Return to Paradise" (Mark De Clive-Lowe)
Esta versão traz uma base house, com breaks preenchidos com o timbre relax e suave de Horn. Curioso e dançante. Pena que não aproveite a grande pianista que Shirley Horn é.
Ella Fitzgerald, "
Wait 'Till You See Him" (De-Phazz)
Como resumiu o jornal espanhol, El País, na sua resenha sobre o
De-Phazz: "o grupo cultiva a música de salão eletrônica e elegante". O mesmo vale para esta versão arquitetada por
Pit Baumgartner e o seu grupo de alemães aficionados.
Billie Holiday, "
Don't Explain" (Dzihan & Kamien)
Junto com a versão do De-Phazz, é a faixa mais ambient desta coletânea. A voz pequena mas expressiva de Holiday contrasta com uma base de batidas hip hop composta de tablas, sons assobiados e efeitos sintetizados.
Nina Simone, "
See-line Woman" (Masters At Work)
A canção abre com uma parte picotada da percussão da versão original.
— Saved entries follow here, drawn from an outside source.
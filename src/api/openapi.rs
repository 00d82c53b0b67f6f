//! OpenAPI document
//!
//! Aggregates the controller paths and schemas; served by the Swagger UI
//! under the gated `/docs` subtree.

use utoipa::OpenApi;

use crate::api::response::ErrorItem;
use crate::api::validation::ValidationFailure;
use crate::controllers::{journals, products};

#[derive(OpenApi)]
#[openapi(
    info(
        title = "Magazin POS/ERP API",
        version = "0.1.0",
        description = "Point-of-sale and back-office API for Magazin stores"
    ),
    paths(
        // health
        crate::api::routes::health_check,
        // products
        products::list_products,
        products::get_product,
        products::create_product,
        products::update_product,
        products::delete_product,
        // finance
        journals::create_journal,
        journals::get_journal,
        journals::list_branch_journals,
    ),
    components(schemas(
        ErrorItem,
        ValidationFailure,
    )),
    tags(
        (name = "health", description = "Liveness probes"),
        (name = "products", description = "Product catalog"),
        (name = "finance", description = "Branch finance journals"),
    )
)]
pub struct ApiDoc;

#[cfg(test)]
mod tests {
    use super::*;

    #[test]
    fn test_document_contains_all_routes() {
        let doc = ApiDoc::openapi();
        let paths: Vec<&str> = doc.paths.paths.keys().map(String::as_str).collect();

        assert!(paths.contains(&"/health"));
        assert!(paths.contains(&"/api/v1/products"));
        assert!(paths.contains(&"/api/v1/products/{product_id}"));
        assert!(paths.contains(&"/api/v1/journals"));
        assert!(paths.contains(&"/api/v1/branches/{branch_id}/journals"));
    }
}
Após uma breve introdução de flauta, a música vira um house quatro por quatro assinado pela dupla Louie Vega e Kenny Gonzalez -os inventores do Latin House- e com os vocais de Nina Simone, uma das vozes mais intensas e expressivas da música popular. Há também trechos animados do piano original de La Simone.
Sarah Vaughan, "
Summertime" (UFO)
Bastante respeitoso com a versão original, o trio do United Future Organization (dois japoneses e um francês) produziu um vistoso trip hop que, como o original, soa ondulante como a brisa de verão.
Billie Holiday, "
Strange Fruit" (Tricky)
Tem tudo a ver -o estranho inglês Tricky remixando a fantasmagórica música de autoria de Billie Holiday, sobre um negro enforcado em uma árvore. É, em todos os sentidos, a música mais ameaçadora desta coletânea, com a tensa linha de baixo fornecida por Tricky.
Tony Scott, "
Hare Krishna" (
King Britt)
O produtor King Britt é mais conhecido pela sua garimpagem sonora no universo funk das décadas de 70 e 80, mas desta vez o remix foi conceitual. Britt criou um mantra sonoro na sua versão da interpretação do clarinetista de bop Tony Scott, e sua extensa pesquisa de música clássica do oriente.